Josée Picard abonde dans le même sens. «Je pense que les enfants d'aujourd'hui sont moins naïfs, expose-t-elle. Ils voyagent plus et ils voient plus de choses en ligne. Ils font des choses à 10 ans que nous, on faisait à 16 ans.»

Sont-ils meilleurs qu'avant? «Je ne dirais pas ça, nuance-t-elle. Ils font des choses plus difficiles, oui, mais il faut garder en tête que le sport a évolué aussi.»

Mieux encadrés

Tous les professionnels qui gravitent autour des enfants les plus motivés les amènent en effet plus loin qu'avant, ajoute Bernard Peissard. «En 1980, on ne parlait que de technique et de musculation. Tout ça, sans le mental, c'est zéro! Si, à l'époque, j'avais dit à une mère que son fils avait besoin du soutien d'un psychologue, elle m'aurait répondu: "Non, mais, mon fils n'est pas malade!" Aujourd'hui, on sait qu'à un certain niveau, le psychologue sportif est important. De même que le préparateur physique, le physiothérapeute, le nutritionniste, etc. Ça fait toute une différence.»

La technologie permet aussi d'amener les enfants à réussir des prouesses techniques plus rapidement. «En patinage, on a tous des outils qui nous permettent de mieux enseigner, comme des applications qui nous permettent d'analyser la vitesse, la hauteur des sauts, ou combien de temps on doit être dans les airs pour être capable de faire un certain nombre de révolutions, précise Mme Picard. Avant, on y allait à l'aveuglette. Les athlètes ont aussi la chance d'avoir toute une équipe derrière eux. Grâce à ça, on voit, par exemple, beaucoup plus de quadruples sauts qu'avant chez les jeunes.»

Un bémol

S'il constate que les jeunes arrivent plus rapidement à patiner avec aisance, René Parent craint que la surexposition à une seule activité amène beaucoup de jeunes à abandonner ce sport. «Il n'est pas rare de voir des enfants qui commencent à patiner à 3 ans et qui, à 6 ou 7 ans, sont d'excellents patineurs. Par contre, il faut faire attention à ne pas faire que ça: il y a un risque qu'ils se désintéressent de ce sport plus rapidement. En bas âge, il faut développer les habiletés motrices fondamentales : sauter, lancer, botter, courir, etc. Avant de devenir un joueur de hockey, il faut être un bon athlète à la base. On crée aujourd'hui des spécialistes dans leur sport beaucoup trop tôt.»
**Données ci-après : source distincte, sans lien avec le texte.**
// Copyright (C) 2025 Jeremy J. Carroll. See LICENSE for details.

//! Jet permutation engine.
//!
//! The engine partitions an ordered sequence of items into a leptonic and a
//! hadronic side, over every subset of at least two items and every way to
//! split that subset. Splits come from a [`PermutationTable`] cached by item
//! count, so a second session with the same number of items starts in O(1).
//!
//! # Architecture
//!
//! The engine holds:
//! - an [`IndexPrimeMap`] giving each item position a distinct prime
//! - a [`TableCache`] of tables keyed by item count (optionally shared)
//! - the live session: the active table and a two-phase [`Cursor`]
//!
//! The engine never stores items. `init` only records how many there are;
//! callers pass the same slice back to resolve positions into references.
//!
//! # States
//!
//! 1. Uninitialized: no session yet, queries fail
//! 2. Active: the cursor points at a table entry
//! 3. Exhausted: the cursor passed the last entry, queries return nothing
//!
//! # Example
//!
//! ```
//! use jet_permutation::PermutationEngine;
//!
//! let jets = ["j1", "j2", "j3"];
//! let mut engine = PermutationEngine::new();
//! engine.init(&jets).unwrap();
//!
//! let mut total = 0;
//! loop {
//!     let leptonic = engine.leptonic_jets(&jets).unwrap();
//!     let hadronic = engine.hadronic_jets(&jets).unwrap();
//!     assert!(!leptonic.is_empty() && !hadronic.is_empty());
//!     total += 1;
//!     if !engine.next() {
//!         break;
//!     }
//! }
//! // 6 table entries, each reported straight and swapped
//! assert_eq!(total, 12);
//! ```

pub mod config;
pub mod cursor;
pub mod splits;

pub use config::EngineConfig;
pub use cursor::{Cursor, Orientation};
pub use splits::{JetSplit, Splits};

use crate::encoding::{PositionSet, SplitEncoding};
use crate::errors::{PermutationError, Result};
use crate::memo::{PermutationTable, TableCache};
use crate::primes::IndexPrimeMap;
use crate::state::{Counters, Statistics};
use std::sync::Arc;

/// Lifecycle state of a [`PermutationEngine`].
#[derive(Debug, Clone, Copy, PartialEq, Eq)]
pub enum EngineState {
    Uninitialized,
    Active,
    Exhausted,
}

/// The table and cursor of the current session.
#[derive(Debug)]
struct Session {
    table: Arc<PermutationTable>,
    cursor: Cursor,
}

/// Enumerates leptonic/hadronic splits of an item sequence.
///
/// `init` and `next` take `&mut self`. Several
/// engines may share tables through [`PermutationEngine::with_cache`].
#[derive(Debug)]
pub struct PermutationEngine {
    config: EngineConfig,
    primes: IndexPrimeMap,
    tables: TableCache,
    session: Option<Session>,
    statistics: Statistics,
}

impl PermutationEngine {
    /// Create an engine with its own table cache.
    pub fn new() -> Self {
        Self::with_config(EngineConfig::default(), TableCache::new())
    }

    /// Create an engine that shares `cache` with other engines.
    pub fn with_cache(cache: TableCache) -> Self {
        Self::with_config(EngineConfig::default(), cache)
    }

    pub fn with_config(config: EngineConfig, cache: TableCache) -> Self {
        Self {
            config,
            primes: IndexPrimeMap::new(),
            tables: cache,
            session: None,
            statistics: Statistics::new(),
        }
    }

    /// Start a session over `items`.
    ///
    /// Only the length of `items` is recorded. The first session for a given
    /// length builds its table; later sessions reuse it. The cursor is reset
    /// to the first entry, straight orientation.
    ///
    /// On error the engine is left uninitialized.
    pub fn init<T>(&mut self, items: &[T]) -> Result<()> {
        self.init_len(items.len())
    }

    /// Start a session over `item_count` items.
    pub fn init_len(&mut self, item_count: usize) -> Result<()> {
        self.session = None;

        let max = self.config.max_items();
        if item_count > max {
            return Err(PermutationError::TooManyItems {
                items: item_count,
                max,
            });
        }

        let assigned = self.primes.expand(item_count);
        if assigned > 0 {
            tracing::debug!(
                assigned,
                total = self.primes.len(),
                "assigned primes to new positions"
            );
            self.statistics.add(Counters::PrimesAssigned, assigned as u64);
        }

        let (table, built) = self.tables.get_or_build(item_count)?;

        if built {
            let report = table.report();
            self.statistics.increment_counter(Counters::TablesBuilt);
            self.statistics.add(Counters::ArrangementsVisited, report.arrangements);
            self.statistics.add(Counters::DuplicateSplits, report.duplicates);
        } else {
            tracing::debug!(item_count, splits = table.len(), "reusing permutation table");
            self.statistics.increment_counter(Counters::TablesReused);
        }
        self.statistics.increment_counter(Counters::Sessions);

        self.session = Some(Session {
            cursor: Cursor::new(table.len()),
            table,
        });
        Ok(())
    }

    /// Move to the next split.
    ///
    /// Each table entry is reported straight, then swapped, then the cursor
    /// moves on. Returns false once every entry has been reported (and on
    /// every later call), or if no session was started.
    pub fn next(&mut self) -> bool {
        match self.session.as_mut() {
            Some(session) => {
                let valid = session.cursor.advance();
                tracing::trace!(
                    position = session.cursor.position(),
                    orientation = ?session.cursor.orientation(),
                    valid,
                    "advanced cursor"
                );
                valid
            }
            None => false,
        }
    }

    pub fn state(&self) -> EngineState {
        match &self.session {
            None => EngineState::Uninitialized,
            Some(session) if session.cursor.is_exhausted() => EngineState::Exhausted,
            Some(_) => EngineState::Active,
        }
    }

    /// The current split, oriented as reported: `left` is leptonic.
    ///
    /// None once the session is exhausted.
    pub fn current_split(&self) -> Result<Option<SplitEncoding>> {
        let session = self
            .session
            .as_ref()
            .ok_or(PermutationError::Uninitialized)?;
        if session.cursor.is_exhausted() {
            return Ok(None);
        }
        Ok(session
            .table
            .get(session.cursor.position())
            .map(|split| session.cursor.orient(split)))
    }

    /// Positions on the leptonic side of the current split.
    pub fn leptonic_set(&self) -> Result<PositionSet> {
        match self.current_split()? {
            Some(split) => self.primes.decode(split.left()),
            None => Ok(PositionSet::empty()),
        }
    }

    /// Positions on the hadronic side of the current split.
    pub fn hadronic_set(&self) -> Result<PositionSet> {
        match self.current_split()? {
            Some(split) => self.primes.decode(split.right()),
            None => Ok(PositionSet::empty()),
        }
    }

    /// Leptonic positions, ascending.
    pub fn leptonic_positions(&self) -> Result<Vec<usize>> {
        Ok(self.leptonic_set()?.iter().collect())
    }

    /// Hadronic positions, ascending.
    pub fn hadronic_positions(&self) -> Result<Vec<usize>> {
        Ok(self.hadronic_set()?.iter().collect())
    }

    /// Leptonic items of the current split, in position order.
    ///
    /// `items` must be the slice (or one of the same length) the session
    /// was started with.
    pub fn leptonic_jets<'i, T>(&self, items: &'i [T]) -> Result<Vec<&'i T>> {
        let positions = self.leptonic_set()?;
        self.resolve(positions, items)
    }

    /// Hadronic items of the current split, in position order.
    pub fn hadronic_jets<'i, T>(&self, items: &'i [T]) -> Result<Vec<&'i T>> {
        let positions = self.hadronic_set()?;
        self.resolve(positions, items)
    }

    /// Start a session over `items` and iterate every split of it.
    pub fn splits<'e, 'i, T>(&'e mut self, items: &'i [T]) -> Result<Splits<'e, 'i, T>> {
        self.init(items)?;
        Ok(Splits::new(self, items))
    }

    /// Number of items in the current session.
    pub fn item_count(&self) -> Option<usize> {
        self.session
            .as_ref()
            .map(|session| session.table.item_count())
    }

    /// Number of entries in the current session's table.
    pub fn table_len(&self) -> Option<usize> {
        self.session.as_ref().map(|session| session.table.len())
    }

    pub fn config(&self) -> &EngineConfig {
        &self.config
    }

    pub fn prime_map(&self) -> &IndexPrimeMap {
        &self.primes
    }

    pub fn table_cache(&self) -> &TableCache {
        &self.tables
    }

    pub fn statistics(&self) -> &Statistics {
        &self.statistics
    }

    fn resolve<'i, T>(&self, positions: PositionSet, items: &'i [T]) -> Result<Vec<&'i T>> {
        let expected = self.item_count().unwrap_or_default();
        if items.len() != expected {
            return Err(PermutationError::ItemCountMismatch {
                expected,
                actual: items.len(),
            });
        }
        Ok(positions.iter().map(|position| &items[position]).collect())
    }
}

impl Default for PermutationEngine {
    fn default() -> Self {
        Self::new()
    }
}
L'enseignant en éducation physique à la retraite s'inquiète de voir de plus en plus d'enfants ignorer les bases de sports communs comme le baseball ou le tennis. «Je vois beaucoup de jeunes aujourd'hui qui ne savent pas tenir un bâton de baseball, ou qui ne savent pas lancer une balle. En 1982, tout le monde avait un gant et une balle. À long terme, ça n'aidera pas nos enfants d'être des spécialistes d'un seul sport.»
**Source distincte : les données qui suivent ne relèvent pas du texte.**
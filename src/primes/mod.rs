// Copyright (C) 2025 Jeremy J. Carroll. See LICENSE for details.

//! Prime numbers used as position labels.
//!
//! - PrimeSource: infinite cursor over the primes
//! - IndexPrimeMap: grow-only position → prime assignment, with the
//!   product encode/decode used by permutation tables

pub mod index_map;
pub mod source;

pub use index_map::IndexPrimeMap;
pub use source::PrimeSource;
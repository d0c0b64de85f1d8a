// Copyright (C) 2025 Jeremy J. Carroll. See LICENSE for details.

//! Iterator adapter over a whole session.

use crate::engine::{EngineState, PermutationEngine};
use crate::errors::Result;

/// One reported split, resolved to item references.
#[derive(Debug, Clone, PartialEq, Eq)]
pub struct JetSplit<'i, T> {
    pub leptonic: Vec<&'i T>,
    pub hadronic: Vec<&'i T>,
}

/// Iterator returned by [`PermutationEngine::splits`].
///
/// Yields the current split, then calls `next` on the engine, until the
/// session is exhausted. Each table entry is therefore yielded twice, once in
/// each orientation.
///
/// # Example
///
/// ```
/// use jet_permutation::PermutationEngine;
///
/// let jets = [1, 2, 3, 4];
/// let mut engine = PermutationEngine::new();
///
/// let mut count = 0;
/// for split in engine.splits(&jets).unwrap() {
///     let split = split.unwrap();
///     assert!(split.leptonic.len() + split.hadronic.len() >= 2);
///     count += 1;
/// }
/// assert_eq!(count, 50);
/// ```
pub struct Splits<'e, 'i, T> {
    engine: &'e mut PermutationEngine,
    items: &'i [T],
    started: bool,
}

impl<'e, 'i, T> Splits<'e, 'i, T> {
    pub(crate) fn new(engine: &'e mut PermutationEngine, items: &'i [T]) -> Self {
        Self {
            engine,
            items,
            started: false,
        }
    }

    fn current(&self) -> Result<JetSplit<'i, T>> {
        Ok(JetSplit {
            leptonic: self.engine.leptonic_jets(self.items)?,
            hadronic: self.engine.hadronic_jets(self.items)?,
        })
    }
}

impl<'i, T> Iterator for Splits<'_, 'i, T> {
    type Item = Result<JetSplit<'i, T>>;

    fn next(&mut self) -> Option<Self::Item> {
        if self.started {
            if !self.engine.next() {
                return None;
            }
        } else {
            self.started = true;
            if self.engine.state() != EngineState::Active {
                return None;
            }
        }
        Some(self.current())
    }
}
Et les parents?Si les enfants arrivent plus informés aux entraînements, les parents aussi. «Des coachs d'estrades, on dirait qu'il y en a plus qu'avant, constate Josée Picard. Je ne dis pas que j'en ai beaucoup dans mon club, mais on en voit plus qui regardent des vidéos et qui pensent savoir comment on fait un mouvement même s'ils n'ont jamais patiné.» À un niveau compétitif, certains parents s'inquiètent de constater que leur enfant ne progresse pas aussi vite qu'un adversaire. «Les compétitions du monde entier sont toutes diffusées en ligne. On peut aujourd'hui étudier les mouvements d'un petit Russe de 10 ans au ralenti: toute cette information amène des parents à se demander pourquoi leur fille n'est pas encore capable de faire la même chose», ajoute Mme Picard. Au fil des décennies, Bernard Peissard a constaté la même insécurité chez beaucoup de parents. «On doit leur dire: "Faites confiance à l'entraîneur... et à votre enfant! On peut discuter, vous pouvez vous impliquer, mais faites-nous confiance."»

Photo Martin Tremblay, La Presse

Josée Picard peut compter sur plusieurs applications pour l'aider à analyser les performances des patineurs qu'elle entraîne.

Conseils de coachs

Et maintenant, comment accompagner ces jeunes ultra-informés, encadrés et sollicités de toutes parts? Voici les conseils de nos experts aux parents d'enfants sportifs.

Profiter de ces moments

«Un des plus beaux cadeaux que j'ai eu dans ma vie, c'est de me faire dire par mes deux gars: "Merci, papa, pour ce que tu as fait pour nous." Je fais juste y penser... et ça me ramène en arrière, raconte René Parent, la voix étranglée par l'émotion. C'est ça, le sport: ça nous permet, comme parents, de vivre des moments magiques avec nos enfants.» Le formateur pour Hockey Québec insiste sur ce point: il faut voir le sport comme un moyen d'enseigner des valeurs aux jeunes. «Par le sport, on peut développer de meilleures personnes. C'est une école de vie.»

De la passion à l'autonomie

«Il faut encourager la passion sans obsession, résume Bernard Peissard, entraîneur depuis plus de 60 ans. À un moment donné, il ne faut pas parler de sport le matin, puis au souper, puis dans la voiture après les entraînements... Il faut faire aussi confiance à son enfant. Il a fait un choix, il prend des décisions et il doit apprendre à vivre avec.» Le sport, c'est un moyen pour les jeunes de devenir indépendants, résume-t-il. Une autonomie qui s'acquiert lorsqu'un jeune doit lui-même préparer son matériel, mais aussi lorsqu'il décide de son plan d'entraînement, ou même de pratiquer ou non une activité sportive.

Croire que c'est possible

La passion pour un sport ne se commande pas, mais lorsqu'elle se manifeste, les rêves des jeunes sportifs sont précieux, souligne Josée Picard, entraîneuse pour Patinage Canada. «Il faut faire confiance à l'enfant. S'il aime vraiment son sport et qu'il dit qu'il veut aller plus loin, il faut le croire et l'encourager à s'impliquer. L'accompagner! Un rêve, c'est quelque chose qui commence de bonne heure dans la tête d'un enfant. Ça ne vient pas des parents. En fait, ça vient toujours des enfants.»